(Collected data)
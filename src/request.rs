//! Request URL construction.

use url::form_urlencoded;

use crate::error::{Error, Result};
use crate::types::Region;

/// Default geocode JSON endpoint, without scheme.
pub const DEFAULT_ENDPOINT: &str = "maps.googleapis.com/maps/api/geocode/json";

/// Builds geocode request URLs.
///
/// The API key is baked into the service URL when the builder is configured,
/// so [`RequestBuilder::build_url`] only appends per-request parameters.
///
/// # Example
///
/// ```rust
/// use geocode_rs::RequestBuilder;
///
/// let request = RequestBuilder::new().with_region("us");
/// let url = request.build_url("1600 Amphitheatre Parkway")?;
/// assert_eq!(
///     url,
///     "http://maps.googleapis.com/maps/api/geocode/json?address=1600+Amphitheatre+Parkway&region=us"
/// );
/// # Ok::<(), geocode_rs::Error>(())
/// ```
#[derive(Debug, Clone)]
pub struct RequestBuilder {
    endpoint: String,
    api_key: Option<String>,
    region: Option<String>,
    service_url: String,
}

impl RequestBuilder {
    /// Create a builder for the default endpoint with no key and no region.
    pub fn new() -> Self {
        let mut builder = Self {
            endpoint: DEFAULT_ENDPOINT.to_string(),
            api_key: None,
            region: None,
            service_url: String::new(),
        };
        builder.rebuild_service_url();
        builder
    }

    /// Set the API key and region in one go. Empty strings count as unset.
    pub fn configure(&mut self, api_key: Option<&str>, region: Option<&str>) {
        self.api_key = non_empty(api_key);
        self.region = non_empty(region);
        self.rebuild_service_url();
    }

    /// Set the API key. Switches the scheme to https.
    ///
    /// The key is appended as given, without URL encoding.
    pub fn with_api_key(mut self, api_key: impl AsRef<str>) -> Self {
        self.api_key = non_empty(Some(api_key.as_ref()));
        self.rebuild_service_url();
        self
    }

    /// Set the region hint.
    pub fn with_region(mut self, region: impl AsRef<str>) -> Self {
        self.region = non_empty(Some(region.as_ref()));
        self
    }

    /// Set the region hint from a [`Region`].
    pub fn with_region_hint(self, region: &Region) -> Self {
        self.with_region(region.as_str())
    }

    /// Override the endpoint (host and path, no scheme).
    pub fn with_endpoint(mut self, endpoint: impl Into<String>) -> Self {
        self.endpoint = endpoint.into();
        self.rebuild_service_url();
        self
    }

    /// Whether an API key is configured.
    pub fn has_api_key(&self) -> bool {
        self.api_key.is_some()
    }

    /// The configured region, if any.
    pub fn region(&self) -> Option<&str> {
        self.region.as_deref()
    }

    /// Base URL including scheme and, when configured, the key parameter.
    pub fn service_url(&self) -> &str {
        &self.service_url
    }

    /// Build the full request URL for `address`.
    ///
    /// # Errors
    ///
    /// Returns [`Error::InvalidArgument`] if the address is empty or blank.
    pub fn build_url(&self, address: &str) -> Result<String> {
        if address.trim().is_empty() {
            return Err(Error::invalid_argument(
                "Address is required in order to process",
            ));
        }

        let mut url = self.service_url.clone();
        if self.api_key.is_some() {
            url.push('&');
        }
        url.push_str("address=");
        url.extend(form_urlencoded::byte_serialize(address.as_bytes()));

        if let Some(ref region) = self.region {
            url.push_str("&region=");
            url.extend(form_urlencoded::byte_serialize(region.as_bytes()));
        }

        Ok(url)
    }

    fn rebuild_service_url(&mut self) {
        self.service_url = match self.api_key {
            Some(ref key) => format!("https://{}?key={key}", self.endpoint),
            None => format!("http://{}?", self.endpoint),
        };
    }
}

impl Default for RequestBuilder {
    fn default() -> Self {
        Self::new()
    }
}

fn non_empty(value: Option<&str>) -> Option<String> {
    value.filter(|v| !v.is_empty()).map(str::to_string)
}
use criterion::{Criterion, criterion_group, criterion_main};
use geocode_rs::{GeocodeResponse, Location, RequestBuilder};
use std::hint::black_box;

const AMPHITHEATRE: &[u8] = include_bytes!("../tests/fixtures/amphitheatre.json");

fn bench_lookup(c: &mut Criterion) {
    c.bench_function("decode_response", |b| {
        b.iter(|| GeocodeResponse::from_slice(black_box(AMPHITHEATRE)))
    });

    c.bench_function("location_from_slice", |b| {
        b.iter(|| {
            let location = Location::from_slice("1600 Amphitheatre Parkway", black_box(AMPHITHEATRE));
            black_box(location.state_code().len())
        })
    });

    let request = RequestBuilder::new().with_api_key("bench-key").with_region("us");
    c.bench_function("build_url", |b| {
        b.iter(|| request.build_url(black_box("Apt 5B, 123 Main Street, New York, NY 10001")))
    });
}

criterion_group!(benches, bench_lookup);
criterion_main!(benches);
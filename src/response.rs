//! Wire types for the geocode JSON response.
//!
//! Every field is optional on the wire. Missing values decode to their
//! defaults so that a partial result still yields a usable [`GeocodeResult`].

use serde::{Deserialize, Deserializer};
use std::fmt;

use crate::types::Coordinates;

/// Top-level geocode response.
#[derive(Debug, Clone, PartialEq, Default, Deserialize)]
#[cfg_attr(feature = "serialize", derive(serde::Serialize))]
pub struct GeocodeResponse {
    /// Raw status string, e.g. `"OK"` or `"ZERO_RESULTS"`
    #[serde(default)]
    pub status: Option<String>,
    /// Results in the order returned by the API
    #[serde(default, deserialize_with = "null_as_default")]
    pub results: Vec<GeocodeResult>,
    /// Human readable explanation attached to non-OK statuses
    #[serde(default)]
    pub error_message: Option<String>,
}

impl GeocodeResponse {
    /// Decode a response from raw JSON bytes.
    pub fn from_slice(bytes: &[u8]) -> crate::Result<Self> {
        Ok(serde_json::from_slice(bytes)?)
    }

    /// Typed status, if the payload carried one.
    pub fn status(&self) -> Option<GeocodeStatus> {
        self.status.as_deref().map(GeocodeStatus::from_str)
    }

    /// Whether the status is exactly `"OK"`.
    pub fn is_ok(&self) -> bool {
        self.status.as_deref() == Some("OK")
    }

    /// The first result, but only when the status is `"OK"`.
    pub fn first_result(&self) -> Option<&GeocodeResult> {
        if self.is_ok() {
            self.results.first()
        } else {
            None
        }
    }
}

/// A single geocode result.
#[derive(Debug, Clone, PartialEq, Default, Deserialize)]
#[cfg_attr(feature = "serialize", derive(serde::Serialize))]
#[serde(default)]
pub struct GeocodeResult {
    /// Human readable address
    #[serde(deserialize_with = "null_as_default")]
    pub formatted_address: String,
    /// Location and viewport
    #[serde(deserialize_with = "null_as_default")]
    pub geometry: Geometry,
    /// Stable place identifier
    #[serde(deserialize_with = "null_as_default")]
    pub place_id: String,
    /// Structured address fragments
    #[serde(deserialize_with = "null_as_default")]
    pub address_components: Vec<AddressComponent>,
    /// Feature types of the result itself
    #[serde(deserialize_with = "null_as_default")]
    pub types: Vec<String>,
    /// Set when the API could only match part of the query
    #[serde(deserialize_with = "null_as_default")]
    pub partial_match: bool,
}

impl GeocodeResult {
    /// First component whose `types` contain `tag`.
    pub fn component(&self, tag: &str) -> Option<&AddressComponent> {
        self.address_components
            .iter()
            .find(|component| component.has_type(tag))
    }
}

/// Geometry block of a result.
#[derive(Debug, Clone, PartialEq, Default, Deserialize)]
#[cfg_attr(feature = "serialize", derive(serde::Serialize))]
#[serde(default)]
pub struct Geometry {
    /// Geocoded point
    #[serde(deserialize_with = "null_as_default")]
    pub location: LatLng,
    /// Precision of the point, e.g. `"ROOFTOP"`
    pub location_type: Option<String>,
    /// Recommended display viewport
    pub viewport: Option<Viewport>,
    /// Bounding box that fully contains the result
    pub bounds: Option<Viewport>,
}

/// Wire representation of a point.
#[derive(Debug, Clone, Copy, PartialEq, Default, Deserialize)]
#[cfg_attr(feature = "serialize", derive(serde::Serialize))]
#[serde(default)]
pub struct LatLng {
    /// Latitude
    #[serde(deserialize_with = "null_as_default")]
    pub lat: f64,
    /// Longitude
    #[serde(deserialize_with = "null_as_default")]
    pub lng: f64,
}

impl From<LatLng> for Coordinates {
    fn from(point: LatLng) -> Self {
        Coordinates::new(point.lat, point.lng)
    }
}

/// Rectangle given by two corners.
#[derive(Debug, Clone, Copy, PartialEq, Default, Deserialize)]
#[cfg_attr(feature = "serialize", derive(serde::Serialize))]
#[serde(default)]
pub struct Viewport {
    /// North-east corner
    #[serde(deserialize_with = "null_as_default")]
    pub northeast: LatLng,
    /// South-west corner
    #[serde(deserialize_with = "null_as_default")]
    pub southwest: LatLng,
}

/// A tagged fragment of a structured address.
#[derive(Debug, Clone, PartialEq, Eq, Default, Deserialize)]
#[cfg_attr(feature = "serialize", derive(serde::Serialize))]
#[serde(default)]
pub struct AddressComponent {
    /// Full text, e.g. `"California"`
    #[serde(deserialize_with = "null_as_default")]
    pub long_name: String,
    /// Abbreviated text, e.g. `"CA"`
    #[serde(deserialize_with = "null_as_default")]
    pub short_name: String,
    /// Type tags, e.g. `["administrative_area_level_1", "political"]`
    #[serde(deserialize_with = "null_as_default")]
    pub types: Vec<String>,
}

impl AddressComponent {
    /// Whether this component carries `tag`.
    pub fn has_type(&self, tag: &str) -> bool {
        self.types.iter().any(|t| t == tag)
    }
}

/// Decode `null` the same way as a missing field.
fn null_as_default<'de, D, T>(deserializer: D) -> std::result::Result<T, D::Error>
where
    D: Deserializer<'de>,
    T: Default + Deserialize<'de>,
{
    Ok(Option::<T>::deserialize(deserializer)?.unwrap_or_default())
}

/// Status codes returned by the geocoding API.
#[derive(Debug, Clone, PartialEq, Eq, Hash)]
#[cfg_attr(feature = "serialize", derive(serde::Serialize))]
pub enum GeocodeStatus {
    /// At least one result was returned
    Ok,
    /// The query was valid but matched nothing
    ZeroResults,
    /// Billing or daily quota problem
    OverDailyLimit,
    /// Rate limit exceeded
    OverQueryLimit,
    /// Request rejected, usually a bad key
    RequestDenied,
    /// Missing query parameters
    InvalidRequest,
    /// Server-side error
    UnknownError,
    /// Any status not listed above
    Custom(String),
}

impl GeocodeStatus {
    /// Status as it appears on the wire.
    pub fn as_str(&self) -> &str {
        match self {
            GeocodeStatus::Ok => "OK",
            GeocodeStatus::ZeroResults => "ZERO_RESULTS",
            GeocodeStatus::OverDailyLimit => "OVER_DAILY_LIMIT",
            GeocodeStatus::OverQueryLimit => "OVER_QUERY_LIMIT",
            GeocodeStatus::RequestDenied => "REQUEST_DENIED",
            GeocodeStatus::InvalidRequest => "INVALID_REQUEST",
            GeocodeStatus::UnknownError => "UNKNOWN_ERROR",
            GeocodeStatus::Custom(status) => status,
        }
    }

    /// Parse a wire status. Matching is exact.
    pub fn from_str(status: &str) -> Self {
        match status {
            "OK" => GeocodeStatus::Ok,
            "ZERO_RESULTS" => GeocodeStatus::ZeroResults,
            "OVER_DAILY_LIMIT" => GeocodeStatus::OverDailyLimit,
            "OVER_QUERY_LIMIT" => GeocodeStatus::OverQueryLimit,
            "REQUEST_DENIED" => GeocodeStatus::RequestDenied,
            "INVALID_REQUEST" => GeocodeStatus::InvalidRequest,
            "UNKNOWN_ERROR" => GeocodeStatus::UnknownError,
            _ => GeocodeStatus::Custom(status.to_string()),
        }
    }
}

impl fmt::Display for GeocodeStatus {
    fn fmt(&self, f: &mut fmt::Formatter<'_>) -> fmt::Result {
        f.write_str(self.as_str())
    }
}
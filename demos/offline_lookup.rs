//! Offline lookup example
//!
//! Plugs a canned response into the geocoder instead of the HTTP transport.

use geocode_rs::{Geocoder, GeocoderConfig, Result};

const RESPONSE: &[u8] = br#"{
    "status": "OK",
    "results": [{
        "formatted_address": "Brandenburger Tor, Pariser Platz, 10117 Berlin, Germany",
        "geometry": { "location": { "lat": 52.5162746, "lng": 13.3777041 } },
        "address_components": [
            { "long_name": "Berlin", "short_name": "Berlin", "types": ["locality", "political"] },
            { "long_name": "Germany", "short_name": "DE", "types": ["country", "political"] }
        ]
    }]
}"#;

fn main() -> Result<()> {
    tracing_subscriber::fmt::init();

    let fetcher = |url: &str| -> Result<Vec<u8>> {
        println!("Would fetch: {url}");
        Ok(RESPONSE.to_vec())
    };
    let geocoder = Geocoder::with_fetcher(GeocoderConfig::builder().region("de").build(), fetcher);

    let location = geocoder.get("Brandenburger Tor")?;
    println!("Address: {}", location.formatted_address());
    println!("Point:   {:?}", location.coordinates());
    println!("City:    {}", location.locality());
    println!("Country: {}", location.country_code());
    println!("Postcode (missing): {:?}", location.postal_code());

    Ok(())
}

■ AIM OF THE EXERCISE ■
Write out only the lines from the very start of the entries above to the line that includes "endpoint, without scheme.", both ends included, each one unchanged.

■ TASK RESPONSE ■
filename src/request.rs
//! Request URL construction.

use url::form_urlencoded;

use crate::error::{Error, Result};
use crate::types::Region;

/// Default geocode JSON endpoint, without scheme.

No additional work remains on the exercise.